Stored data entries

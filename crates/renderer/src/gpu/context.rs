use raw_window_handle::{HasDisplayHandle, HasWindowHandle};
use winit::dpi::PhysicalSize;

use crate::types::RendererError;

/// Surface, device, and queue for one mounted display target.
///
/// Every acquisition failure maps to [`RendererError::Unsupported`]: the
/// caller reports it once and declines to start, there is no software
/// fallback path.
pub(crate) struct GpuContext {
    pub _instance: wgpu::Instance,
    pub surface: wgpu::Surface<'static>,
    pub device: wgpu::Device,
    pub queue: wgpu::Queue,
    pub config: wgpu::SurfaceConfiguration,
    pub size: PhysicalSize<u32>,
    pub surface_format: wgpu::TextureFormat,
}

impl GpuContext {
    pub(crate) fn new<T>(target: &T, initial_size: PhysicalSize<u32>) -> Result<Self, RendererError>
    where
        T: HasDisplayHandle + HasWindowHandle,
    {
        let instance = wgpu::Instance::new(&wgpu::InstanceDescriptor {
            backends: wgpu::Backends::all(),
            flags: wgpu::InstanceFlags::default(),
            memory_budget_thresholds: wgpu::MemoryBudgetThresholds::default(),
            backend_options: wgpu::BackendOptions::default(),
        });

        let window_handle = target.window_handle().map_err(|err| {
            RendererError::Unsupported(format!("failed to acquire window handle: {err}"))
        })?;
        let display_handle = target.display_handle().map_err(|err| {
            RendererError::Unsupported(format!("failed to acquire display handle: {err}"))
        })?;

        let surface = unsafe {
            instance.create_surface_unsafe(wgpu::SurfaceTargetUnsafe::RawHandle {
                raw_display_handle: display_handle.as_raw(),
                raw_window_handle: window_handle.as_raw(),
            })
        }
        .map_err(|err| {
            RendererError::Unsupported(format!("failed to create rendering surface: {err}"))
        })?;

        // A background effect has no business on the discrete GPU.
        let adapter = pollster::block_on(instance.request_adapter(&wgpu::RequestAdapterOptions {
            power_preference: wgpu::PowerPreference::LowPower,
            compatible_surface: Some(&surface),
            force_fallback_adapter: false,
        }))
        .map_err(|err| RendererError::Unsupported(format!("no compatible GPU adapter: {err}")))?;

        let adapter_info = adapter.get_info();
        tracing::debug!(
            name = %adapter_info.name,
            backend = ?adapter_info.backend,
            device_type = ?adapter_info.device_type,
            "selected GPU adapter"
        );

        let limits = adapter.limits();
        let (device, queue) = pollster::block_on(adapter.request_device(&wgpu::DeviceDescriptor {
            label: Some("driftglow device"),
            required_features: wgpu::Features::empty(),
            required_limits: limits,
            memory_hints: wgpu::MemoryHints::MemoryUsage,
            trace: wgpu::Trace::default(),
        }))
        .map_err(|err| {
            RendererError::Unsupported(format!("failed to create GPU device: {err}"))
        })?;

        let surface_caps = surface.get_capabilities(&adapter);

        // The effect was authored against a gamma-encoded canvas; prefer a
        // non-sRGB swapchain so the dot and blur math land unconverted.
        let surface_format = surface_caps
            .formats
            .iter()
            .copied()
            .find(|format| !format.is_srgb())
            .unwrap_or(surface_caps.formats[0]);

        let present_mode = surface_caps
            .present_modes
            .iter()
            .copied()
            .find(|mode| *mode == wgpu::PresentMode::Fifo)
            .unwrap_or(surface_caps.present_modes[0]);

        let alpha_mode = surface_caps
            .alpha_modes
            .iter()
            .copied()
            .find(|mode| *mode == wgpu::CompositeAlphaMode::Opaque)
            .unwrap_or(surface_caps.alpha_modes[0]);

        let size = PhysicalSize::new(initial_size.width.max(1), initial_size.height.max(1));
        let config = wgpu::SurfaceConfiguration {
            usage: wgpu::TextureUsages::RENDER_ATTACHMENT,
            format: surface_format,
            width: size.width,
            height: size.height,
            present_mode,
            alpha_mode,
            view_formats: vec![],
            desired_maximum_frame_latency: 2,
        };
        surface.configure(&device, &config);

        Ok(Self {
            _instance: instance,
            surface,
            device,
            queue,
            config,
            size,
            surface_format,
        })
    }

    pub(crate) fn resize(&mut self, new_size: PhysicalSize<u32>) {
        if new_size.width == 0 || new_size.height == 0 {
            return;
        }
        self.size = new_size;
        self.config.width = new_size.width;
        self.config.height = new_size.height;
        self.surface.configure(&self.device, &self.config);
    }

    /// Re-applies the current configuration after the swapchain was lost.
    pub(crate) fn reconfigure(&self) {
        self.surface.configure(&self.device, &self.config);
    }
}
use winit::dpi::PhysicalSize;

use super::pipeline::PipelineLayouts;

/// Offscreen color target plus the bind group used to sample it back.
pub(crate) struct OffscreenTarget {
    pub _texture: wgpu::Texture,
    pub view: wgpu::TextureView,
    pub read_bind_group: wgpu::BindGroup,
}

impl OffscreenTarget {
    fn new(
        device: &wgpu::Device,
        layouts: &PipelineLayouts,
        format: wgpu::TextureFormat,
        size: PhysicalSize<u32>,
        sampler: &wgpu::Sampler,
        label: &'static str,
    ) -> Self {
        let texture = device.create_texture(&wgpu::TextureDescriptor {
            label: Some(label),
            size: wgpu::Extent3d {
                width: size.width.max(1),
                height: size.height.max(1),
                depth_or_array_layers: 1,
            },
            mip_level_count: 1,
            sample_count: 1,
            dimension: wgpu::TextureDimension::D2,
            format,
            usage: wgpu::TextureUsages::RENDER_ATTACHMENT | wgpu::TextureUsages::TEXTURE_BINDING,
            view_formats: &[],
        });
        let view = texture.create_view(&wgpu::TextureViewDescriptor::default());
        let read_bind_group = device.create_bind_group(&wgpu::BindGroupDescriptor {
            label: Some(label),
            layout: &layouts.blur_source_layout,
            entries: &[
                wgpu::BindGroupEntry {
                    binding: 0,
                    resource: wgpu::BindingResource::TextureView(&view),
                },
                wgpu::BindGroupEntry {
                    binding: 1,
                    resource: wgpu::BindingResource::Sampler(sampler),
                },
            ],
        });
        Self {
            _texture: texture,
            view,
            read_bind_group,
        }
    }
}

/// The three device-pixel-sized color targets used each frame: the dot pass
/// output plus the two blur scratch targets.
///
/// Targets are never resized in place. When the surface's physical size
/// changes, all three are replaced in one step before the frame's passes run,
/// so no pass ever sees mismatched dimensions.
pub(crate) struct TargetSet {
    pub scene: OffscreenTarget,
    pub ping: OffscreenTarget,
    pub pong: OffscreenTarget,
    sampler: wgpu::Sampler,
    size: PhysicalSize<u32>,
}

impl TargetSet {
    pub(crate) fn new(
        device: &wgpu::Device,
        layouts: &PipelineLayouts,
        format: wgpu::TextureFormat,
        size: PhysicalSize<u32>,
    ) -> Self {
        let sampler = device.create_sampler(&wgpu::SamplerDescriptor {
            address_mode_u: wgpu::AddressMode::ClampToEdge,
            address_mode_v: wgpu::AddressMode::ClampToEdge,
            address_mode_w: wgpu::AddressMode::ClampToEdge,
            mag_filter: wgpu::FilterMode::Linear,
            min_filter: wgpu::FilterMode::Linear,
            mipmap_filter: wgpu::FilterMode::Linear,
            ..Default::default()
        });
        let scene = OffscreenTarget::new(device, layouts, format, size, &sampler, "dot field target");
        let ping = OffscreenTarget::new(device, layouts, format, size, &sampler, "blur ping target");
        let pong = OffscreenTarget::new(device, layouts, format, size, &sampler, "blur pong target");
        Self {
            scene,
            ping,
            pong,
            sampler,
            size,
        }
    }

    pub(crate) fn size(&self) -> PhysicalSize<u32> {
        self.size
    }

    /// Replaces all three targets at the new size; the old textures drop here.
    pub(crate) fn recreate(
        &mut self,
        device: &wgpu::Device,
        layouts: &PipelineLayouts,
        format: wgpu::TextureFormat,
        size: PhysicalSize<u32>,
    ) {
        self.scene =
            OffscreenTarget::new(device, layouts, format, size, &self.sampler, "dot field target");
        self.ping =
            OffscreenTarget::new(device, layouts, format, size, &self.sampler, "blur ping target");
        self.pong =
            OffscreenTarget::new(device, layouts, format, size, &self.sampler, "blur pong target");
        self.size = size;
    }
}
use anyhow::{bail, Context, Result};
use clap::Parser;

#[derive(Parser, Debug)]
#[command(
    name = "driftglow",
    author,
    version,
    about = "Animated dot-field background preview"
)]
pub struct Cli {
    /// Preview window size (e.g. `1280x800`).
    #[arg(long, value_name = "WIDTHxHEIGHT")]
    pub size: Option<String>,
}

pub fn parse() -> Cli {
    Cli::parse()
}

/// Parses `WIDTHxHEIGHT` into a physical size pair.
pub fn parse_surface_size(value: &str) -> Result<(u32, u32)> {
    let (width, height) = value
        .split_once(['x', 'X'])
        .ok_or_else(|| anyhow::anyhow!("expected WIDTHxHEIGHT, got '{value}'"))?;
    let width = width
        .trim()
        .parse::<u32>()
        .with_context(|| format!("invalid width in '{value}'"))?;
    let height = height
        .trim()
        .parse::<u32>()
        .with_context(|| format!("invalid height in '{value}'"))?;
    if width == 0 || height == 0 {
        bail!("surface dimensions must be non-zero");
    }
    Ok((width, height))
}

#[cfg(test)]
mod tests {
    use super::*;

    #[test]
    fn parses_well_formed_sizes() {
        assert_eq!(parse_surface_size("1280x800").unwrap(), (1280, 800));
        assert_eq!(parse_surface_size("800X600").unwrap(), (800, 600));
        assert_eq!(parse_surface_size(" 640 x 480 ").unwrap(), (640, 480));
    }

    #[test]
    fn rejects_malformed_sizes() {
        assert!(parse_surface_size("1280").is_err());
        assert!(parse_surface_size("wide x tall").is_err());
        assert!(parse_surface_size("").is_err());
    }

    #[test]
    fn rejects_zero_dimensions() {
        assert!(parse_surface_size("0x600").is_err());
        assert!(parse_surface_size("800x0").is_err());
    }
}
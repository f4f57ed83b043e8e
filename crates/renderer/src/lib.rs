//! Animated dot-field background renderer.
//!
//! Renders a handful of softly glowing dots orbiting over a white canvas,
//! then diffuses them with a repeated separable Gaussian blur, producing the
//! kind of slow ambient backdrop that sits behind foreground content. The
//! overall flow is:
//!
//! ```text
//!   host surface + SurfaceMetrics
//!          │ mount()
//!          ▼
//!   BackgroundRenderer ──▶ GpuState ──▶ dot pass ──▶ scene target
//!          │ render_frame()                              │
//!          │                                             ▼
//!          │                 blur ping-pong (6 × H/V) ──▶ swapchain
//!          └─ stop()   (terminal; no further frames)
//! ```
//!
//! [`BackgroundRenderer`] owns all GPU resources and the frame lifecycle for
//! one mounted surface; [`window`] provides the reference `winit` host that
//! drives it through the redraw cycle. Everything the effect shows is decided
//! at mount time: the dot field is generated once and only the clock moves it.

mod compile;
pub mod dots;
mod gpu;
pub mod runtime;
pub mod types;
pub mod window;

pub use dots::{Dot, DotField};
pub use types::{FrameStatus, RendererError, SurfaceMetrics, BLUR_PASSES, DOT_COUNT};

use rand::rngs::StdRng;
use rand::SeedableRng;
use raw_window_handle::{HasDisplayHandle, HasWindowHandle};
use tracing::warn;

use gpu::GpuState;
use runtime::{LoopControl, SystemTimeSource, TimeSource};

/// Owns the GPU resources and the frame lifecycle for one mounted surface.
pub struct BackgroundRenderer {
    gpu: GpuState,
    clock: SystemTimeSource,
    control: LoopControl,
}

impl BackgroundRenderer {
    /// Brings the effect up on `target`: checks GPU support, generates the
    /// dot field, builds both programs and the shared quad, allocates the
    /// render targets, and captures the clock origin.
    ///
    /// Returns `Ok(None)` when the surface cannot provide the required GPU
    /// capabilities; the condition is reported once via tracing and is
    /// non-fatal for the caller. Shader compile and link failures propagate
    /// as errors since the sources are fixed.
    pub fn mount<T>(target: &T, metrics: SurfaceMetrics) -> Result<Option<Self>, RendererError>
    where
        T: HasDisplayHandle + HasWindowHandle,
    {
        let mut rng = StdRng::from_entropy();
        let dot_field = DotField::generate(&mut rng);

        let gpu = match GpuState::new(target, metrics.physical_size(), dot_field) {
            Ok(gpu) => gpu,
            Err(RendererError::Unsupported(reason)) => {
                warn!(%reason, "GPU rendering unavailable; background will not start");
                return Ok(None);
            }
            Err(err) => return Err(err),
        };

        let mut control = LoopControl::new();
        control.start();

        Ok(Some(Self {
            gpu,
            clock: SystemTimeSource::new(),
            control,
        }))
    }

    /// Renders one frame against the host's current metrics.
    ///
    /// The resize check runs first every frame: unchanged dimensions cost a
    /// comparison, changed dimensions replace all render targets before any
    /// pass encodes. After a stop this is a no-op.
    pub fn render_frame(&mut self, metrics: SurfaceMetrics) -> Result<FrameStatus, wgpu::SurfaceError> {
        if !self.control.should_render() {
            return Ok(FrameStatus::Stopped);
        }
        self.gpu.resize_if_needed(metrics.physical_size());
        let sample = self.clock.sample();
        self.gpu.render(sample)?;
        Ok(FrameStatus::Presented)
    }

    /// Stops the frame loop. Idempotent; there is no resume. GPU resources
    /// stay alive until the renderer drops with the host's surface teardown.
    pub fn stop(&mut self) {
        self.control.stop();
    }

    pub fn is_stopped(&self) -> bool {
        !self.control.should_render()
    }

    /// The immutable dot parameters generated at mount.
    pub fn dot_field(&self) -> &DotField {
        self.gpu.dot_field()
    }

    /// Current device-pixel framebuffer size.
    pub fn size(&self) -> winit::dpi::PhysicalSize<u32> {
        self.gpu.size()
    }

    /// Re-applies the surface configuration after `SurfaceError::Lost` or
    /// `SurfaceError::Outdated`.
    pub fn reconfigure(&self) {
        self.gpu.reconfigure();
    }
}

— Work instruction —
Copy out each line of the data in which the word "compile" appears.

— Your solution —
mod compile;
    /// non-fatal for the caller. Shader compile and link failures propagate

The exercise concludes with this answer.